Critics say Prince’s plan will lead to a moral and legal quagmire, as contractors from around the world fighting in place of U.S. forces present a host of possible problems. What happens if a Canadian, for example, kills an Afghan civilian while fighting as a contractor under the leadership of the American “viceroy”? What if the contractors get in a real bind—does the U.S. send our military in to help them?
“Quality is a problem, accountability is a problem,” said McFate, who wrote a book about modern mercenary warfare. McFate raised the possibility of the Prince fighting force changing allegiances: “It could go into business for itself. It could be bought out by ISIS, China, Russia.”
Over the past 10 years, the industry has become increasingly regulated and professionalized, said Deborah Avant, a Denver University professor who studies mercenaries.
“I would say that most of the industry from 2007 on became sort of increasingly professionalized, normalized according to particular regulatory structures,” she said. “Erik Prince decided to completely go against that.”
Prince sold Blackwater in 2010—Feinberg reportedly considered investing in it—and now heads the Chinese-owned Frontier Services Group, which he says primarily does logistics. He moved to Abu Dhabi in 2010, where he raised an army of Colombian mercenaries for the United Arab Emirates in 2011, but told me he’s now based full-time in Virginia. His sister, Betsy DeVos, is Trump’s education secretary, and Prince was an enthusiastic backer of the president during his campaign. He even met with a Russian national close to the Kremlin in the Seychelles during the transition. The Washington Post reported the meeting was an effort to set up a backchannel between Trump and the Russians. Prince told me he didn’t even know the Russian’s name, and only met with him briefly.
One criticism of the Feinberg and Prince plans is that they are being proposed by people who potentially stand to make a profit off of them.
“I think it will make Erik Prince billions of dollars while he loses the war for us,” a congressional aide who has seen the plan said.
Prince’s argument essentially boils down to: So what?
“If someone is doing that, saving the customer money, is making a profit so bad?” he said. “And let me flip that on its head even more. Before anyone throws that accusation, I think they should interview all the former generals, all the former Pentagon generals, and all the boards they serve on, and all their recommendations … advocating for the Pentagon $50 billion approach to continue on like we’ve been doing for the last 16 years. Which one is it going to be? I’m happy to have that debate.”
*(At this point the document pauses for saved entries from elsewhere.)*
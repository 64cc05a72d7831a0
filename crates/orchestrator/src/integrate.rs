//! Fluid leapfrog DKD integration and the block-timestep hierarchy.
//!
//! Time is discretised into integer quanta.  A particle on level `l` steps
//! every `2^(level_max - l + 1)` quanta (the factor two leaves room for the
//! half-step force evaluation of the DKD scheme).  Level 0 is the global
//! step; deeper levels halve the step.  A full block spans
//! `2^(level_max + 1)` quanta, after which every particle is synchronised
//! and the level assignment is rebuilt from fresh timestep estimates.
//!
//! Between resyncs a particle may move to a finer level as soon as it
//! finishes a step; it may move one level coarser only when the coarser
//! step boundary lines up.  Interacting particles are kept within
//! `level_diff_max` levels through the recorded neighbour levels.

use kernel::particle::{ParticleArrays, StarArrays};
use kernel::timestep::{sph_timestep, star_timestep, TimestepParams};
use kernel::SMALL_NUMBER;

/// Floor for evolved internal energies.
const U_FLOOR: f64 = 1.0e-30;

/// Fluid-particle leapfrog DKD, sharing the star integrator's structure.
#[derive(Debug, Clone, Copy, Default)]
pub struct SphLeapfrogDkd;

impl SphLeapfrogDkd {
    /// Advance all real particles to integer time `n`.  Particles at their
    /// half step become active; the internal energy is predicted alongside
    /// when the EOS evolves it.
    pub fn advance<const D: usize>(
        &self,
        n: u64,
        quantum: f64,
        parts: &mut ParticleArrays<D>,
        energy_equation: bool,
    ) {
        for i in 0..parts.n_real {
            let dn = n - parts.nlast[i];
            let dt = quantum * dn as f64;
            for k in 0..D {
                parts.r[i][k] =
                    parts.r0[i][k] + parts.v0[i][k] * dt + 0.5 * parts.a0[i][k] * dt * dt;
                parts.v[i][k] = parts.v0[i][k] + parts.a0[i][k] * dt;
            }
            if energy_equation {
                parts.u[i] = (parts.u0[i] + parts.dudt0[i] * dt).max(U_FLOOR);
            }
            parts.active[i] = dn == parts.nstep[i] / 2;
        }
    }

    /// End-of-step corrections replacing the predicted update with the
    /// midpoint kick (see the star integrator for the scheme).
    pub fn correction_terms<const D: usize>(
        &self,
        n: u64,
        quantum: f64,
        parts: &mut ParticleArrays<D>,
        energy_equation: bool,
    ) {
        for i in 0..parts.n_real {
            let dn = n - parts.nlast[i];
            if dn != parts.nstep[i] {
                continue;
            }
            let dt = quantum * parts.nstep[i] as f64;
            for k in 0..D {
                let da = parts.a[i][k] + parts.a_grav[i][k] - parts.a0[i][k];
                parts.v[i][k] += da * dt;
                parts.r[i][k] += 0.5 * da * dt * dt;
            }
            if energy_equation {
                parts.u[i] =
                    (parts.u[i] + (parts.dudt[i] - parts.dudt0[i]) * dt).max(U_FLOOR);
            }
        }
    }

    /// Checkpoint particles finishing their step at integer time `n`.
    pub fn end_timestep<const D: usize>(&self, n: u64, parts: &mut ParticleArrays<D>) {
        for i in 0..parts.n_real {
            let dn = n - parts.nlast[i];
            if dn != parts.nstep[i] {
                continue;
            }
            parts.r0[i] = parts.r[i];
            parts.v0[i] = parts.v[i];
            for k in 0..D {
                parts.a0[i][k] = parts.a[i][k] + parts.a_grav[i][k];
            }
            parts.u0[i] = parts.u[i];
            parts.dudt0[i] = parts.dudt[i];
            parts.active[i] = false;
            parts.nlast[i] = n;
        }
    }

    /// Evolve the time-dependent viscosity coefficient (Morris & Monaghan
    /// 1997) for particles finishing their step: decay toward the floor on
    /// the kernel crossing time, sourced by compression.
    pub fn evolve_alpha<const D: usize>(
        &self,
        n: u64,
        quantum: f64,
        parts: &mut ParticleArrays<D>,
        alpha_min: f64,
        alpha_max: f64,
    ) {
        const DECAY: f64 = 0.1;
        for i in 0..parts.n_real {
            let dn = n - parts.nlast[i];
            if dn != parts.nstep[i] {
                continue;
            }
            let dt = quantum * parts.nstep[i] as f64;
            let tau = parts.h[i] / (DECAY * parts.sound[i] + SMALL_NUMBER);
            let source = (-parts.div_v[i]).max(0.0) * (alpha_max - parts.alpha[i]);
            parts.alpha[i] += dt * ((alpha_min - parts.alpha[i]) / tau + source);
            parts.alpha[i] = parts.alpha[i].clamp(alpha_min, alpha_max);
        }
    }
}

/// Global block-timestep state.
#[derive(Debug, Clone, Copy)]
pub struct BlockTimesteps {
    /// Deepest allowed level below the global step.
    pub level_max: u32,
    /// Maximum level difference between interacting particles.
    pub level_diff_max: u32,
    /// Integer time within the current block (quanta).
    pub n: u64,
    /// Quanta per block.
    pub nresync: u64,
    /// Physical duration of one quantum.
    pub quantum: f64,
    /// Accumulated physical time.
    pub t: f64,
}

impl BlockTimesteps {
    /// Fresh state; call [`BlockTimesteps::resync`] before stepping.
    pub fn new(level_max: u32, level_diff_max: u32) -> Self {
        Self {
            level_max,
            level_diff_max,
            n: 0,
            nresync: 1 << (level_max + 1),
            quantum: 0.0,
            t: 0.0,
        }
    }

    /// Level for a timestep `dt` under a global step `dt_max`.
    fn level_for(&self, dt: f64, dt_max: f64) -> u32 {
        if dt >= dt_max {
            return 0;
        }
        let l = (dt_max / dt).log2().ceil() as i64;
        (l.max(0) as u32).min(self.level_max)
    }

    /// Integer step (in quanta) of a level.
    pub fn nstep_of(&self, level: u32) -> u64 {
        1 << (self.level_max - level + 1)
    }

    /// Synchronise everything: set the quantum from the smallest particle
    /// timestep and rebuild all level assignments.  Returns the global step
    /// duration.
    pub fn resync<const D: usize>(
        &mut self,
        parts: &mut ParticleArrays<D>,
        stars: &mut StarArrays<D>,
        tp: &TimestepParams,
        energy_equation: bool,
    ) -> f64 {
        let mut dt_min = f64::INFINITY;
        for i in 0..parts.n_real {
            dt_min = dt_min.min(sph_timestep(i, parts, tp, energy_equation));
        }
        for i in 0..stars.len() {
            dt_min = dt_min.min(star_timestep(i, stars, tp));
        }
        if !dt_min.is_finite() {
            dt_min = 1.0;
        }

        let dt_max = dt_min * (1 << self.level_max) as f64;
        self.quantum = dt_max / self.nresync as f64;
        self.n = 0;

        for i in 0..parts.n_real {
            let dt = sph_timestep(i, parts, tp, energy_equation);
            let mut level = self.level_for(dt, dt_max);
            level = level
                .max(parts.level_neib[i].saturating_sub(self.level_diff_max))
                .min(self.level_max);
            parts.level[i] = level;
            parts.nstep[i] = self.nstep_of(level);
            parts.nlast[i] = 0;
            parts.level_neib[i] = level;
        }
        for i in 0..stars.len() {
            let dt = star_timestep(i, stars, tp);
            let level = self.level_for(dt, dt_max);
            stars.level[i] = level;
            stars.nstep[i] = self.nstep_of(level);
            stars.nlast[i] = 0;
        }
        tracing::debug!(
            dt_max,
            quantum = self.quantum,
            "block resync"
        );
        dt_max
    }

    /// Mid-block level adjustment for particles that just finished a step
    /// at integer time `n`.  Moving finer is immediate; moving coarser
    /// happens one level at a time and only on an aligned boundary.
    pub fn adjust_levels<const D: usize>(
        &self,
        n: u64,
        parts: &mut ParticleArrays<D>,
        tp: &TimestepParams,
        energy_equation: bool,
    ) {
        let dt_max = self.quantum * self.nresync as f64;
        for i in 0..parts.n_real {
            if n - parts.nlast[i] != 0 {
                continue; // only particles checkpointed at n
            }
            if n == 0 {
                continue;
            }
            let dt = sph_timestep(i, parts, tp, energy_equation);
            let mut wanted = self.level_for(dt, dt_max);
            wanted = wanted
                .max(parts.level_neib[i].saturating_sub(self.level_diff_max))
                .min(self.level_max);
            let current = parts.level[i];
            let new_level = if wanted > current {
                wanted
            } else if wanted < current {
                let coarser = current - 1;
                if n % self.nstep_of(coarser) == 0 {
                    coarser
                } else {
                    current
                }
            } else {
                current
            };
            parts.level[i] = new_level;
            parts.nstep[i] = self.nstep_of(new_level);
            parts.level_neib[i] = new_level;
        }
    }

    /// Advance the integer clock by one quantum.
    pub fn tick(&mut self) {
        self.n += 1;
        self.t += self.quantum;
    }

    /// True when the block is complete and a resync is due.
    pub fn block_complete(&self) -> bool {
        self.n >= self.nresync
    }
}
Top administration officials, including the president, have said a decision on Afghanistan is coming very soon. Bannon’s faction has sought to slow down the process and give space to ideas like Prince’s. But the extent to which Prince and Feinberg’s proposals are given real consideration could be affected by Bannon’s departure from the White House. Trump fired him on Friday; Bannon did not accompany him to Camp David.
Bannon has been described in news stories as having “ties to” Prince, though Prince said he only met Bannon over the past couple years when he started doing Bannon’s Breitbart radio show to promote his book. Prince has in recent weeks repeatedly promoted his Afghanistan plans in interviews on Breitbart, telling the website just this week that Trump is considering his proposal. Prince also recently gave an interview to the to alt-right reporter Cassandra Fairbanks of Big League Politics, a spinoff site founded by former Breitbart reporters.
Prince said he intends to keep pushing what he calls “the moderate option” in the public discussion. “There’s pullout completely, there’s double down, triple down, after 16 years,” he said. “Even though you might not like the use of contractors, what is there as a better alternative?”